Action item. Scan the entries for lines with the word "TaskResultResponse" and copy those lines.

*** Task input ***

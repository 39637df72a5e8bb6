//! UltraFastServer implementation module
//!
//! This module contains the main server implementation with all the core functionality.

use std::{borrow::Cow, collections::HashMap, sync::Arc};
use tokio::sync::{RwLock, broadcast};
use tracing::{error, info, warn};

use ultrafast_mcp_core::{
    config::TimeoutConfig,
    error::{MCPError, MCPResult},
    protocol::{
        capabilities::{CapabilityNegotiator, ClientCapabilities, ServerCapabilities},
        jsonrpc::{JsonRpcError, JsonRpcMessage, JsonRpcRequest, JsonRpcResponse, RequestId},
    },
    schema::validation::validate_tool_schema,
    session::SessionCore,
    types::{
        notifications::{LogLevel, LogLevelSetRequest, LogLevelSetResponse},
        prompts::Prompt,
        resources::{Resource, SubscribeResponse},
        roots::{Root, RootsListChangedNotification, SetRootsRequest, SetRootsResponse},
        sampling::{CreateMessageRequest, CreateMessageResponse},
        server::ServerInfo,
        tasks::{
            CancelTaskRequest, CancelTaskResponse, GetTaskRequest, GetTaskResponse,
            ListTasksRequest, ListTasksResponse, Task, TaskResultRequest, TaskResultResponse,
            TaskStatus,
        },
        tools::Tool,
    },
    utils::{CancellationManager, PingManager},
};
#[cfg(feature = "http")]
use ultrafast_mcp_transport::streamable_http::server::{HttpTransportConfig, HttpTransportServer};
use ultrafast_mcp_transport::{Transport, TransportConfig, create_transport};

use crate::context::{Context, LoggerConfig};
use crate::handlers::*;

/// MCP Server state
#[derive(Debug, Clone, PartialEq, Eq)]
pub enum ServerState {
    Uninitialized,
    Initializing,
    Initialized,
    Operating,
    ShuttingDown,
    Shutdown,
}

impl ServerState {
    /// Check if the server can accept operations
    /// According to MCP 2025-06-18 specification, operations are allowed
    /// once the server is initialized (after initialize response)
    pub fn can_operate(&self) -> bool {
        matches!(self, ServerState::Initialized | ServerState::Operating)
    }

    /// Check if the server is initialized
    pub fn is_initialized(&self) -> bool {
        matches!(self, ServerState::Initialized | ServerState::Operating)
    }

    /// Check if the server is shutting down
    pub fn is_shutting_down(&self) -> bool {
        matches!(self, ServerState::ShuttingDown | ServerState::Shutdown)
    }
}

/// Tool registration error
#[derive(Debug, thiserror::Error)]
pub enum ToolRegistrationError {
    #[error("Tool with name '{0}' already exists")]
    ToolAlreadyExists(String),
    #[error("Invalid tool schema: {0}")]
    InvalidSchema(String),
    #[error("Tool name '{0}' is reserved")]
    ReservedName(String),
    #[error("Tool description is required")]
    MissingDescription,
    #[error("Tool input schema is required")]
    MissingInputSchema,
    #[error("Tool output schema is required")]
    MissingOutputSchema,
}

/// Server logging configuration
#[derive(Debug, Clone)]
pub struct ServerLoggingConfig {
    /// Current minimum log level
    pub current_level: LogLevel,
    /// Whether clients can change the log level
    pub allow_level_changes: bool,
    /// Default logger configuration for new contexts
    pub default_logger_config: LoggerConfig,
}

impl Default for ServerLoggingConfig {
    fn default() -> Self {
        Self {
            current_level: LogLevel::Info,
            allow_level_changes: true,
            default_logger_config: LoggerConfig::default(),
        }
    }
}

/// MCP Server implementation
#[derive(Clone)]
pub struct UltraFastServer {
    info: ServerInfo,
    capabilities: ServerCapabilities,
    state: Arc<RwLock<ServerState>>,
    tools: Arc<RwLock<HashMap<String, Tool>>>,
    resources: Arc<RwLock<HashMap<String, Resource>>>,
    prompts: Arc<RwLock<HashMap<String, Prompt>>>,
    tool_handler: Option<Arc<dyn ToolHandler>>,
    resource_handler: Option<Arc<dyn ResourceHandler>>,
    prompt_handler: Option<Arc<dyn PromptHandler>>,
    sampling_handler: Option<Arc<dyn SamplingHandler>>,
    completion_handler: Option<Arc<dyn CompletionHandler>>,
    roots_handler: Option<Arc<dyn RootsHandler>>,
    elicitation_handler: Option<Arc<dyn ElicitationHandler>>,
    subscription_handler: Option<Arc<dyn ResourceSubscriptionHandler>>,
    #[allow(dead_code)]
    resource_subscriptions: Arc<RwLock<HashMap<String, Vec<String>>>>,
    cancellation_manager: Arc<CancellationManager>,
    ping_manager: Arc<PingManager>,
    // Enhanced logging configuration
    logging_config: Arc<RwLock<ServerLoggingConfig>>,

    // Shared request/response correlation, used both to track requests this
    // server originates back to the client (sampling, elicitation, roots/list)
    // and the cancellation scope of requests it is currently servicing.
    session: SessionCore,
    // The client's capability record as advertised in its `initialize` request.
    // Gates server-initiated requests (e.g. elicitation mode) against what the
    // connected client actually supports, per §4.4.
    client_capabilities: Arc<RwLock<Option<ClientCapabilities>>>,
    // The transport currently driving this session, shared so a handler can
    // send a server-initiated request while the receive loop is idle between
    // messages. Populated once `run_with_transport`/`run_http` starts.
    outbound: Arc<RwLock<Option<Box<dyn Transport>>>>,
    // In-memory store backing the `tasks/*` methods.
    tasks: Arc<RwLock<HashMap<String, Task>>>,
    // Final content for tasks that have reached `TaskStatus::Completed`.
    task_results: Arc<RwLock<HashMap<String, TaskResultResponse>>>,

    // Advanced handlers
    advanced_sampling_handler: Option<Arc<dyn AdvancedSamplingHandler>>,

    // Timeout configuration (MCP 2025-06-18 compliance)
    timeout_config: Arc<TimeoutConfig>,
    // Authentication middleware (removed oauth feature)
}

impl std::fmt::Debug for UltraFastServer {
    fn fmt(&self, f: &mut std::fmt::Formatter<'_>) -> std::fmt::Result {
        f.debug_struct("UltraFastServer")
            .field("info", &self.info)
            .field("capabilities", &self.capabilities)
            .finish()
    }
}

***

Expected output.
            ListTasksRequest, ListTasksResponse, Task, TaskResultRequest, TaskResultResponse,
    task_results: Arc<RwLock<HashMap<String, TaskResultResponse>>>,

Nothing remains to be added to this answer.